The aim of this study is to evaluate and compare matrix type patch formulations of diclofenac potassium, prepared by hydroxyl-propylmethylcellulose (HPMC 4000 cps), polyvinylpyrolidine (PVP K-30) and ammonio-methacrylate copolymer type A (Eudragit RL-100). The effect of various skin permeation enhancers on permeation characteristics of the diclofenac potassium from the prepared formulations through hairless abdominal rabbit skin was studied by using modified Franz diffusion cell. The patch formulations were compared with formulation controls (without enhancers).

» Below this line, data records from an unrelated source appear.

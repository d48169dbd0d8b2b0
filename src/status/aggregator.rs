//! Reduces a SensorTable to a one-line Nagios status summary.
//!
//! Output formats:
//!   all:       "ps1_status - PRESENT;cpu1_status - OK;..."
//!   selector:  "battery - OK;"  (perfdata: "battery - OK;| OK")

use crate::error::ProbeError;
use crate::report::types::{Attributes, SensorTable, STATUS_ATTR};

/// Selector that reports every instance in the table.
pub const ALL_SELECTOR: &str = "all";

/// Status racadm prints for sensors that have no health reading.
pub const PLACEHOLDER_STATUS: &str = "N\\A";

/// Qualifies an instance with its category: `category/instance`.
const QUALIFIED_SEPARATOR: char = '/';

/// Health rank of a racadm status string, least to most severe.
#[derive(Debug, Clone, Copy, PartialEq, Eq, PartialOrd, Ord)]
pub enum Severity {
    Ok,
    Warning,
    Unknown,
    Critical,
}

impl Severity {
    /// Statuses arrive with whitespace removed ("Non-Critical", "FullRedundant").
    pub fn from_status(status: &str) -> Self {
        match status.to_lowercase().as_str() {
            "ok" | "good" | "normal" | "present" | "closed" | "fullredundant" | "full" => Severity::Ok,
            "non-critical" | "noncritical" | "warning" | "degraded" | "absent" | "redundancydegraded" => {
                Severity::Warning
            }
            "critical" | "failed" | "fatal" | "lost" | "non-recoverable" | "nonrecoverable"
            | "redundancylost" | "open" => Severity::Critical,
            _ => Severity::Unknown,
        }
    }
}

/// Build the summary line for `selector`.
///
/// `all` lists every instance with a reportable status and ignores
/// `include_perfdata`. Any other selector is resolved by [`resolve_status`].
pub fn summarize(table: &SensorTable, selector: &str, include_perfdata: bool) -> Result<String, ProbeError> {
    if selector == ALL_SELECTOR {
        return Ok(summarize_all(table));
    }

    let status = resolve_status(table, selector)?.to_uppercase();
    let mut output = format!("{} - {};", selector, status);
    if include_perfdata {
        output.push_str(&format!("| {}", status));
    }

    Ok(output)
}

fn summarize_all(table: &SensorTable) -> String {
    let mut output = String::new();
    for (_, instances) in table.categories() {
        for (name, attributes) in instances {
            if let Some(status) = reportable_status(attributes) {
                output.push_str(&format!("{} - {};", name, status.to_uppercase()));
            }
        }
    }
    output
}

/// Status of an instance unless it is missing, empty or the N\A placeholder.
fn reportable_status(attributes: &Attributes) -> Option<&str> {
    attributes
        .get(STATUS_ATTR)
        .map(String::as_str)
        .filter(|status| !status.is_empty() && *status != PLACEHOLDER_STATUS)
}

/// Find the status a selector refers to.
///
/// Lookup order:
///   1. `category/instance` addresses one instance exactly.
///   2. A bare name matching an instance; a category of the same name is
///      searched first, then every category in table order.
///   3. A bare name matching a category rolls the category up to the status
///      of its most severe instance.
pub fn resolve_status<'a>(table: &'a SensorTable, selector: &str) -> Result<&'a str, ProbeError> {
    let not_found = || ProbeError::SelectorLookup(selector.to_string());

    if let Some((category, instance)) = selector.split_once(QUALIFIED_SEPARATOR) {
        return table
            .instance(category, instance)
            .and_then(|attributes| attributes.get(STATUS_ATTR))
            .map(String::as_str)
            .ok_or_else(not_found);
    }

    let same_named = table.category(selector).and_then(|instances| instances.get(selector));
    let matched = same_named.or_else(|| {
        table
            .categories()
            .find_map(|(_, instances)| instances.get(selector))
    });
    if let Some(attributes) = matched {
        return attributes
            .get(STATUS_ATTR)
            .map(String::as_str)
            .ok_or_else(not_found);
    }

    table
        .category(selector)
        .and_then(|instances| {
            instances
                .values()
                .filter_map(reportable_status)
                .max_by_key(|status| Severity::from_status(status))
        })
        .ok_or_else(not_found)
}

#[cfg(test)]
mod tests {
    use super::*;

    fn attrs(pairs: &[(&str, &str)]) -> Attributes {
        pairs.iter().map(|(k, v)| (k.to_string(), v.to_string())).collect()
    }

    fn sample_table() -> SensorTable {
        let mut table = SensorTable::new();
        table.insert_instance("battery", "system_board_cmos_battery".into(), attrs(&[("status", "ok")]));
        table.insert_instance("power", "ps1_status".into(), attrs(&[("status", "Present"), ("type", "AC")]));
        table.insert_instance("power", "ps2_status".into(), attrs(&[("status", "N\\A")]));
        table.insert_instance("temperature", "cpu1_temp".into(), attrs(&[("status", ""), ("reading", "40")]));
        table.insert_instance("voltage", "cpu1_vcore".into(), attrs(&[("status", "Ok"), ("reading", "Good")]));
        table.insert_instance("voltage", "ps1_voltage_1".into(), attrs(&[("status", "Critical")]));
        table.insert_instance("memory", "dimm_a1".into(), attrs(&[("type", "DDR-4")]));
        table
    }

    #[test]
    fn test_all_lists_reportable_statuses() {
        let summary = summarize(&sample_table(), "all", false).unwrap();

        assert_eq!(
            summary,
            "system_board_cmos_battery - OK;ps1_status - PRESENT;cpu1_vcore - OK;ps1_voltage_1 - CRITICAL;"
        );
    }

    #[test]
    fn test_all_skips_placeholder_status() {
        let summary = summarize(&sample_table(), "all", false).unwrap();
        assert!(!summary.contains("ps2_status"));
        assert!(!summary.contains("N\\A"));
    }

    #[test]
    fn test_all_ignores_perfdata() {
        let table = sample_table();
        assert_eq!(
            summarize(&table, "all", true).unwrap(),
            summarize(&table, "all", false).unwrap()
        );
    }

    #[test]
    fn test_all_on_empty_table() {
        assert_eq!(summarize(&SensorTable::new(), "all", false).unwrap(), "");
    }

    #[test]
    fn test_single_selector_with_and_without_perfdata() {
        let mut table = SensorTable::new();
        table.insert_instance("battery", "battery".into(), attrs(&[("status", "ok")]));

        assert_eq!(summarize(&table, "battery", true).unwrap(), "battery - OK;| OK");
        assert_eq!(summarize(&table, "battery", false).unwrap(), "battery - OK;");
    }

    #[test]
    fn test_category_selector_rolls_up_to_worst_status() {
        let table = sample_table();

        assert_eq!(summarize(&table, "battery", true).unwrap(), "battery - OK;| OK");
        assert_eq!(summarize(&table, "voltage", false).unwrap(), "voltage - CRITICAL;");
        assert_eq!(summarize(&table, "power", false).unwrap(), "power - PRESENT;");
    }

    #[test]
    fn test_instance_selector_searches_all_categories() {
        let table = sample_table();
        assert_eq!(summarize(&table, "cpu1_vcore", false).unwrap(), "cpu1_vcore - OK;");
    }

    #[test]
    fn test_qualified_selector() {
        let table = sample_table();
        assert_eq!(
            summarize(&table, "power/ps1_status", true).unwrap(),
            "power/ps1_status - PRESENT;| PRESENT"
        );
        assert!(matches!(
            summarize(&table, "battery/ps1_status", false),
            Err(ProbeError::SelectorLookup(_))
        ));
    }

    #[test]
    fn test_unknown_selector_is_lookup_error() {
        match summarize(&sample_table(), "nonexistent", false) {
            Err(ProbeError::SelectorLookup(selector)) => assert_eq!(selector, "nonexistent"),
            other => panic!("expected SelectorLookup, got {:?}", other),
        }
    }

    #[test]
    fn test_selector_without_status_is_lookup_error() {
        let table = sample_table();
        assert!(matches!(summarize(&table, "dimm_a1", false), Err(ProbeError::SelectorLookup(_))));
        // memory has no instance carrying a status
        assert!(matches!(summarize(&table, "memory", false), Err(ProbeError::SelectorLookup(_))));
    }

    #[test]
    fn test_severity_ordering() {
        assert_eq!(Severity::from_status("Ok"), Severity::Ok);
        assert_eq!(Severity::from_status("Non-Critical"), Severity::Warning);
        assert_eq!(Severity::from_status("Failed"), Severity::Critical);
        assert_eq!(Severity::from_status("whatever"), Severity::Unknown);
        assert!(Severity::Critical > Severity::Unknown);
        assert!(Severity::Unknown > Severity::Warning);
        assert!(Severity::Warning > Severity::Ok);
    }
}
pub mod persistence;
pub mod types;
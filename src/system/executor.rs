//! racadm subprocess executor.
//! Locates the racadm binary and runs one remote query under a timeout.

use std::path::{Path, PathBuf};
use std::time::Duration;

use tracing::{debug, trace};

use crate::config::types::Credentials;
use crate::error::ProbeError;
use crate::system::command::ReportCommand;

/// Resolve `binary` to an existing file.
/// Names containing a path separator are checked as-is; bare names are
/// searched for in every `PATH` entry.
pub fn find_binary(binary: &str) -> Option<PathBuf> {
    if binary.is_empty() {
        return None;
    }

    let candidate = Path::new(binary);
    if candidate.components().count() > 1 {
        return candidate.is_file().then(|| candidate.to_path_buf());
    }

    let path_var = std::env::var_os("PATH")?;
    std::env::split_paths(&path_var)
        .map(|dir| dir.join(binary))
        .find(|path| path.is_file())
}

/// Build `racadm -r <host> -u <user> -p <password> <command>`.
pub fn build_racadm_command(
    binary: &str,
    host: &str,
    credentials: &Credentials,
    command: ReportCommand,
) -> std::process::Command {
    let mut cmd = std::process::Command::new(binary);
    cmd.args(["-r", host, "-u", &credentials.username, "-p", &credentials.password]);
    cmd.arg(command.as_str());
    cmd
}

/// Run a prepared command and return its stdout.
///
/// A non-zero exit is a `QueryFailure` carrying stderr (or the exit status when
/// stderr is empty). Exceeding `timeout` kills the child and is a `QueryTimeout`.
pub async fn run_racadm(cmd: std::process::Command, timeout: Duration) -> Result<String, ProbeError> {
    let program = cmd.get_program().to_string_lossy().to_string();
    let mut cmd = tokio::process::Command::from(cmd);
    cmd.kill_on_drop(true);

    trace!("Executing: {} (timeout {:?})", program, timeout);

    let output = match tokio::time::timeout(timeout, cmd.output()).await {
        Ok(result) => result
            .map_err(|e| ProbeError::QueryFailure(format!("failed to execute {}: {}", program, e)))?,
        Err(_) => {
            debug!("{} timed out after {:?}", program, timeout);
            return Err(ProbeError::QueryTimeout(timeout.as_secs()));
        }
    };

    if !output.status.success() {
        let stderr = String::from_utf8_lossy(&output.stderr).trim().to_string();
        let detail = if stderr.is_empty() {
            format!("{} exited with {}", program, output.status)
        } else {
            stderr
        };
        return Err(ProbeError::QueryFailure(detail));
    }

    debug!("{} returned {} bytes", program, output.stdout.len());
    Ok(String::from_utf8_lossy(&output.stdout).to_string())
}

#[cfg(test)]
mod tests {
    use super::*;

    fn credentials() -> Credentials {
        Credentials {
            username: "root".to_string(),
            password: "calvin".to_string(),
        }
    }

    #[test]
    fn test_build_racadm_command_argument_order() {
        let cmd = build_racadm_command("racadm", "10.0.0.5", &credentials(), ReportCommand::GetSensorInfo);
        let args: Vec<String> = cmd.get_args().map(|a| a.to_string_lossy().to_string()).collect();

        assert_eq!(cmd.get_program(), "racadm");
        assert_eq!(args, ["-r", "10.0.0.5", "-u", "root", "-p", "calvin", "getsensorinfo"]);
    }

    #[test]
    fn test_find_binary_with_explicit_path() {
        let dir = tempfile::tempdir().unwrap();
        let racadm = dir.path().join("racadm");
        std::fs::write(&racadm, "#!/bin/sh\n").unwrap();

        assert_eq!(find_binary(racadm.to_str().unwrap()), Some(racadm.clone()));
        assert_eq!(find_binary(dir.path().join("missing").to_str().unwrap()), None);
        // A directory is not a binary
        assert_eq!(find_binary(dir.path().to_str().unwrap()), None);
    }

    #[test]
    fn test_find_binary_rejects_unknown_names() {
        assert_eq!(find_binary(""), None);
        assert_eq!(find_binary("racadm-definitely-not-installed-here"), None);
    }

    #[cfg(unix)]
    #[tokio::test]
    async fn test_run_racadm_returns_stdout() {
        let mut cmd = std::process::Command::new("sh");
        cmd.args(["-c", "printf 'Sensor Type : FAN\\r\\n'"]);

        let output = run_racadm(cmd, Duration::from_secs(10)).await.unwrap();
        assert_eq!(output, "Sensor Type : FAN\r\n");
    }

    #[cfg(unix)]
    #[tokio::test]
    async fn test_run_racadm_failure_carries_stderr() {
        let mut cmd = std::process::Command::new("sh");
        cmd.args(["-c", "echo 'ERROR: Unable to connect to RAC' >&2; exit 1"]);

        match run_racadm(cmd, Duration::from_secs(10)).await {
            Err(ProbeError::QueryFailure(detail)) => assert_eq!(detail, "ERROR: Unable to connect to RAC"),
            other => panic!("expected QueryFailure, got {:?}", other),
        }
    }

    #[cfg(unix)]
    #[tokio::test]
    async fn test_run_racadm_failure_without_stderr() {
        let mut cmd = std::process::Command::new("sh");
        cmd.args(["-c", "exit 3"]);

        match run_racadm(cmd, Duration::from_secs(10)).await {
            Err(ProbeError::QueryFailure(detail)) => assert!(detail.contains("exited with")),
            other => panic!("expected QueryFailure, got {:?}", other),
        }
    }

    #[cfg(unix)]
    #[tokio::test]
    async fn test_run_racadm_times_out() {
        let mut cmd = std::process::Command::new("sh");
        cmd.args(["-c", "sleep 5"]);

        let result = run_racadm(cmd, Duration::from_millis(100)).await;
        assert!(matches!(result, Err(ProbeError::QueryTimeout(_))));
    }

    #[tokio::test]
    async fn test_run_racadm_missing_program() {
        let cmd = std::process::Command::new("racadm-definitely-not-installed-here");
        let result = run_racadm(cmd, Duration::from_secs(1)).await;
        assert!(matches!(result, Err(ProbeError::QueryFailure(_))));
    }
}
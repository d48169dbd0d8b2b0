//! racadm sensor report model and text parser.

pub mod parser;
pub mod types;
//! Config file and auth file loading, credential resolution.

use std::path::{Path, PathBuf};

use anyhow::{Context, Result};
use tracing::{debug, info};

use crate::config::types::{Credentials, ProbeConfig};
use crate::error::ProbeError;

/// `config.json` next to the executable.
pub fn default_config_path() -> Result<PathBuf> {
    let exe_dir = std::env::current_exe()?
        .parent()
        .ok_or_else(|| anyhow::anyhow!("Cannot determine executable directory"))?
        .to_path_buf();
    Ok(exe_dir.join("config.json"))
}

/// Load the probe configuration.
///
/// An explicit path must exist. Without one, `config.json` next to the
/// executable is used if present, otherwise the built-in defaults.
pub async fn load_config(path: Option<&Path>) -> Result<ProbeConfig> {
    let config_path = match path {
        Some(p) => p.to_path_buf(),
        None => {
            let default_path = default_config_path()?;
            if !default_path.exists() {
                debug!("No config file at {:?}, using defaults", default_path);
                return Ok(ProbeConfig::default());
            }
            default_path
        }
    };

    let content = tokio::fs::read_to_string(&config_path)
        .await
        .with_context(|| format!("Failed to read config: {:?}", config_path))?;
    let config: ProbeConfig = serde_json::from_str(&content)
        .with_context(|| format!("Failed to parse config JSON: {:?}", config_path))?;

    info!("Loaded configuration from: {:?}", config_path);
    Ok(config)
}

/// Read `{ "username": ..., "password": ... }` from an auth file.
pub async fn load_auth_file(path: &Path) -> Result<Credentials> {
    let content = tokio::fs::read_to_string(path)
        .await
        .with_context(|| format!("Failed to read auth file: {:?}", path))?;
    let mut credentials: Credentials = serde_json::from_str(&content)
        .with_context(|| format!("Failed to parse auth file JSON: {:?}", path))?;

    credentials.password = sanitize_password(&credentials.password);
    Ok(credentials)
}

/// Strip shell quoting left around the password and drop backslashes.
pub fn sanitize_password(raw: &str) -> String {
    raw.trim_matches('\'').replace('\\', "")
}

/// Pick the racadm login: the auth file takes precedence over `-u`/`-p`,
/// which must then both be present.
pub async fn resolve_credentials(
    authfile: Option<&Path>,
    username: Option<&str>,
    password: Option<&str>,
) -> Result<Credentials, ProbeError> {
    if let Some(path) = authfile {
        let credentials = load_auth_file(path).await?;
        debug!("Using credentials from auth file {:?}", path);
        return Ok(credentials);
    }

    match (username, password) {
        (Some(username), Some(password)) => Ok(Credentials {
            username: username.to_string(),
            password: sanitize_password(password),
        }),
        _ => Err(ProbeError::Validation(
            "--username and --password are required unless --authfile is given".to_string(),
        )),
    }
}
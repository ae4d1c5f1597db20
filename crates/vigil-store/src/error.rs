//! Storage error type and its retry classification.

use thiserror::Error;
use vigil_core::retry::{classify_sqlstate, Classify, ErrorClass, RetryError};
use vigil_core::VigilError;

pub type StoreResult<T> = std::result::Result<T, StoreError>;

#[derive(Debug, Error)]
pub enum StoreError {
    #[error("file backend i/o: {0}")]
    Io(#[from] std::io::Error),
    #[error("file backend encoding: {0}")]
    Encoding(#[from] serde_json::Error),
    #[error("database: {0}")]
    Sql(#[from] sqlx::Error),
    /// A backed-off write gave up; carries the attempt count and last cause.
    #[error("{0}")]
    Retry(Box<RetryError<StoreError>>),
    #[error("{0} is not supported by this backend")]
    Unsupported(&'static str),
    #[error("{0} timed out")]
    Timeout(&'static str),
}

impl From<RetryError<StoreError>> for StoreError {
    fn from(e: RetryError<StoreError>) -> Self {
        StoreError::Retry(Box::new(e))
    }
}

impl StoreError {
    /// True when the backend itself could not be reached (as opposed to a
    /// rejected statement).
    pub fn is_unavailable(&self) -> bool {
        match self {
            StoreError::Timeout(_) => true,
            StoreError::Sql(e) => matches!(
                e,
                sqlx::Error::Io(_)
                    | sqlx::Error::PoolTimedOut
                    | sqlx::Error::PoolClosed
                    | sqlx::Error::WorkerCrashed
            ),
            StoreError::Retry(r) => r.last().is_unavailable(),
            _ => false,
        }
    }
}

/// Only structured information is consulted: the SQLSTATE of a database
/// error, or the variant of a driver-level failure.
impl Classify for StoreError {
    fn class(&self) -> ErrorClass {
        match self {
            StoreError::Sql(e) => classify_sqlx(e),
            StoreError::Timeout(_) => ErrorClass::Retriable,
            StoreError::Retry(r) => r.last().class(),
            StoreError::Io(_) | StoreError::Encoding(_) | StoreError::Unsupported(_) => {
                ErrorClass::Fatal
            }
        }
    }
}

fn classify_sqlx(e: &sqlx::Error) -> ErrorClass {
    match e {
        sqlx::Error::Database(db) => db
            .code()
            .map(|code| classify_sqlstate(&code))
            .unwrap_or(ErrorClass::Fatal),
        sqlx::Error::Io(_) | sqlx::Error::PoolTimedOut | sqlx::Error::WorkerCrashed => {
            ErrorClass::Retriable
        }
        _ => ErrorClass::Fatal,
    }
}

impl From<StoreError> for VigilError {
    fn from(e: StoreError) -> Self {
        match e {
            StoreError::Unsupported(what) => {
                VigilError::Unsupported(format!("{what} is not supported by this backend"))
            }
            other if other.is_unavailable() => VigilError::Unavailable(other.to_string()),
            other => VigilError::Internal(other.to_string()),
        }
    }
}
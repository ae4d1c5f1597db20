use std::time::Instant;

use axum::extract::{MatchedPath, Request, State};
use axum::middleware::Next;
use axum::response::Response;

use crate::app_state::AppState;

/// One log line and one request/latency sample per request.
pub async fn access_log(State(state): State<AppState>, req: Request, next: Next) -> Response {
    let start = Instant::now();
    let method = req.method().clone();
    let path = req.uri().path().to_owned();
    let route = req
        .extensions()
        .get::<MatchedPath>()
        .map(|m| m.as_str().to_owned())
        .unwrap_or_else(|| "unmatched".to_owned());

    let resp = next.run(req).await;

    let elapsed = start.elapsed();
    let status = resp.status();
    let metrics = state.metrics();
    metrics.http_requests.inc(&[("route", &route), ("status", status.as_str())]);
    metrics.http_duration.observe(&[("route", &route)], elapsed);

    tracing::info!(
        %method,
        %path,
        status = status.as_u16(),
        latency_us = elapsed.as_micros() as u64,
        "request"
    );
    resp
}
//! Metric HTTP handlers: dashboard, legacy path protocol, JSON protocol.

pub mod index;
pub mod json;
pub mod legacy;
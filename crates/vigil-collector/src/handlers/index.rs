use axum::extract::State;
use axum::response::Html;
use std::fmt::Write;

use crate::app_state::AppState;

/// `GET /`: every stored metric as an HTML list.
pub async fn index(State(state): State<AppState>) -> Html<String> {
    let snap = state.store().snapshot();

    let mut out = String::from("<!DOCTYPE html>\n<html><head><title>Metrics</title></head><body>\n<h1>Metrics</h1>\n<ul>\n");
    for (name, v) in &snap.gauges {
        let _ = writeln!(out, "<li><strong>{}</strong>: {} (gauge)</li>", escape(name), v);
    }
    for (name, v) in &snap.counters {
        let _ = writeln!(out, "<li><strong>{}</strong>: {} (counter)</li>", escape(name), v);
    }
    out.push_str("</ul>\n</body></html>\n");
    Html(out)
}

fn escape(s: &str) -> String {
    let mut out = String::with_capacity(s.len());
    for c in s.chars() {
        match c {
            '<' => out.push_str("&lt;"),
            '>' => out.push_str("&gt;"),
            '&' => out.push_str("&amp;"),
            '"' => out.push_str("&quot;"),
            '\'' => out.push_str("&#39;"),
            c => out.push(c),
        }
    }
    out
}
//! Top-level facade crate for vigil.
//!
//! Re-exports the metric model, the storage backends, the collector service
//! and the reporting agent so users can depend on a single crate.

pub mod core {
    pub use vigil_core::*;
}

pub mod store {
    pub use vigil_store::*;
}

pub mod collector {
    pub use vigil_collector::*;
}

pub mod agent {
    pub use vigil_agent::*;
}
//! Agent -> collector HTTP transport.
//!
//! JSON sends are gzipped; when a key is configured every request carries
//! an `HashSHA256` signature over the exact body bytes sent.

use std::time::Duration;

use async_trait::async_trait;
use bytes::Bytes;
use reqwest::header::{CONTENT_ENCODING, CONTENT_TYPE};
use reqwest::{StatusCode, Url};
use thiserror::Error;

use vigil_core::integrity::SIGNATURE_HEADER;
use vigil_core::retry::{classify_http_status, Classify, ErrorClass};
use vigil_core::{codec, BatchStatus, IntegrityGuard, MetricRecord, VigilError};

#[derive(Debug, Error)]
pub enum TransportError {
    #[error("invalid collector address {0:?}")]
    Address(String),
    #[error("encode failed: {0}")]
    Encode(#[from] serde_json::Error),
    #[error("compress failed: {0}")]
    Compress(VigilError),
    #[error("request failed: {0}")]
    Http(#[from] reqwest::Error),
    #[error("collector returned {status}: {body}")]
    Status { status: u16, body: String },
    #[error("unreadable partial batch reply: {0}")]
    Reply(serde_json::Error),
}

impl Classify for TransportError {
    fn class(&self) -> ErrorClass {
        match self {
            TransportError::Status { status, .. } => classify_http_status(*status),
            // A request that could not even be built will not build next time.
            TransportError::Http(e) if e.is_builder() => ErrorClass::Fatal,
            TransportError::Http(_) => ErrorClass::Retriable,
            TransportError::Address(_)
            | TransportError::Encode(_)
            | TransportError::Compress(_)
            | TransportError::Reply(_) => ErrorClass::Fatal,
        }
    }
}

/// Delivery primitives used by the reporter. One call is one attempt.
#[async_trait]
pub trait Transport: Send + Sync {
    /// `POST /updates` with the whole batch. Returns the positions the
    /// collector did not store; empty when the batch went in whole.
    async fn send_batch(&self, records: &[MetricRecord]) -> Result<Vec<usize>, TransportError>;
    /// `POST /update` with one record.
    async fn send_one(&self, record: &MetricRecord) -> Result<(), TransportError>;
    /// `POST /update/{kind}/{name}/{value}`.
    async fn send_legacy(&self, record: &MetricRecord) -> Result<(), TransportError>;
}

pub struct HttpTransport {
    client: reqwest::Client,
    base: Url,
    guard: Option<IntegrityGuard>,
}

impl HttpTransport {
    pub fn new(address: &str, timeout: Duration, guard: Option<IntegrityGuard>) -> Result<Self, TransportError> {
        let base = base_url(address)?;
        let client = reqwest::Client::builder().timeout(timeout).no_proxy().build()?;
        Ok(Self { client, base, guard })
    }

    pub fn base(&self) -> &str {
        self.base.as_str()
    }

    /// Base URL plus path segments, each percent-encoded on its own.
    fn endpoint(&self, segments: &[&str]) -> Result<Url, TransportError> {
        let mut url = self.base.clone();
        url.path_segments_mut()
            .map_err(|()| TransportError::Address(self.base.to_string()))?
            .pop_if_empty()
            .extend(segments);
        Ok(url)
    }

    /// POST and return the status and body of a 2xx reply.
    async fn post(&self, url: Url, body: Bytes, json_gzip: bool) -> Result<(StatusCode, Bytes), TransportError> {
        let mut req = self.client.post(url);
        req = if json_gzip {
            req.header(CONTENT_TYPE, "application/json").header(CONTENT_ENCODING, codec::GZIP)
        } else {
            req.header(CONTENT_TYPE, "text/plain")
        };
        if let Some(guard) = &self.guard {
            req = req.header(SIGNATURE_HEADER, guard.sign(&body));
        }

        let resp = req.body(body).send().await?;
        let status = resp.status();
        if status.is_success() {
            return Ok((status, resp.bytes().await?));
        }
        let body = resp.text().await.unwrap_or_default();
        Err(TransportError::Status { status: status.as_u16(), body })
    }

    fn encode<T: serde::Serialize + ?Sized>(value: &T) -> Result<Bytes, TransportError> {
        let json = serde_json::to_vec(value)?;
        codec::gzip(&json).map_err(TransportError::Compress)
    }
}

#[async_trait]
impl Transport for HttpTransport {
    async fn send_batch(&self, records: &[MetricRecord]) -> Result<Vec<usize>, TransportError> {
        let body = Self::encode(records)?;
        let (status, reply) = self.post(self.endpoint(&["updates"])?, body, true).await?;
        if status != StatusCode::MULTI_STATUS {
            return Ok(Vec::new());
        }
        let partial: BatchStatus = serde_json::from_slice(&reply).map_err(TransportError::Reply)?;
        Ok(partial.failed)
    }

    async fn send_one(&self, record: &MetricRecord) -> Result<(), TransportError> {
        let body = Self::encode(record)?;
        self.post(self.endpoint(&["update"])?, body, true).await?;
        Ok(())
    }

    async fn send_legacy(&self, record: &MetricRecord) -> Result<(), TransportError> {
        let raw = match (record.value, record.delta) {
            (Some(v), _) => v.to_string(),
            (None, Some(d)) => d.to_string(),
            (None, None) => String::new(),
        };
        let url = self.endpoint(&["update", record.mtype.as_str(), record.id.as_str(), raw.as_str()])?;
        self.post(url, Bytes::new(), false).await?;
        Ok(())
    }
}

/// `host:port` or a full `http(s)://` URL.
fn base_url(address: &str) -> Result<Url, TransportError> {
    let a = address.trim().trim_end_matches('/');
    let full = if a.starts_with("http://") || a.starts_with("https://") {
        a.to_string()
    } else {
        format!("http://{a}")
    };
    Url::parse(&full).map_err(|_| TransportError::Address(address.to_string()))
}

#[cfg(test)]
#[allow(clippy::unwrap_used)]
mod tests {
    use super::*;

    #[test]
    fn base_url_defaults_to_http() {
        assert_eq!(base_url("localhost:8080").unwrap().as_str(), "http://localhost:8080/");
        assert_eq!(base_url("http://10.0.0.1:80/").unwrap().as_str(), "http://10.0.0.1/");
        assert!(base_url("http://").is_err());
    }

    #[test]
    fn legacy_segments_are_escaped() {
        let t = HttpTransport::new("localhost:8080", Duration::from_secs(1), None).unwrap();
        let url = t.endpoint(&["update", "gauge", "disk /var?x#1", "1.5"]).unwrap();
        assert_eq!(url.as_str(), "http://localhost:8080/update/gauge/disk%20%2Fvar%3Fx%231/1.5");

        let t = HttpTransport::new("http://collector:9000/api/", Duration::from_secs(1), None).unwrap();
        assert_eq!(t.endpoint(&["updates"]).unwrap().as_str(), "http://collector:9000/api/updates");
    }

    #[test]
    fn status_classes() {
        let e = TransportError::Status { status: 502, body: String::new() };
        assert_eq!(e.class(), ErrorClass::Retriable);
        let e = TransportError::Status { status: 400, body: String::new() };
        assert_eq!(e.class(), ErrorClass::Fatal);
    }
}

The cumulative amounts permeated and the fluxes were higher for the prepared formulations as compared to the controls. Skin permeation studies revealed better skin permeation characteristics of diclofenac potassium using isopropyl myristate than isopropyl palmitate and Tween 80. The cumulative amount permeated at 36 h (μg/cm²), steady-state flux Jss (μg/cm² h), lag time tL (h), permeability coefficient kp (cm/s) and diffusion coefficient D (cm²/s) were determined for the prepared formulations in comparison with the controls. Skin permeation enhancers like isopropyl myristate (IPM), isopropyl palmitate (IPP) and nonionic surfactant (Tween 80) showed significant (p < 0.05) increment in the permeation of diclofenac potassium. The pharmacokinetic parameters of the optimized formulation (F4) were calculated from the blood levels of the drug revealed a profile typical of sustained release formulation with the ability to maintain adequate plasma levels for 24 h (i.e., up to the next application). AUC_(0-24), Tmax and Cmax were 28.59 ± 5.34 ng h/mL, 5 h ± 1.1 and 2.606 ± 0.21 ng mL^-1, respectively. The amount of drug bioavailable for targeting the site of action is higher than that of market control. Based on experimental results, preparation of 5 % diclofenac potassium matrix type patch formulation containing isopropyl myristate is promising.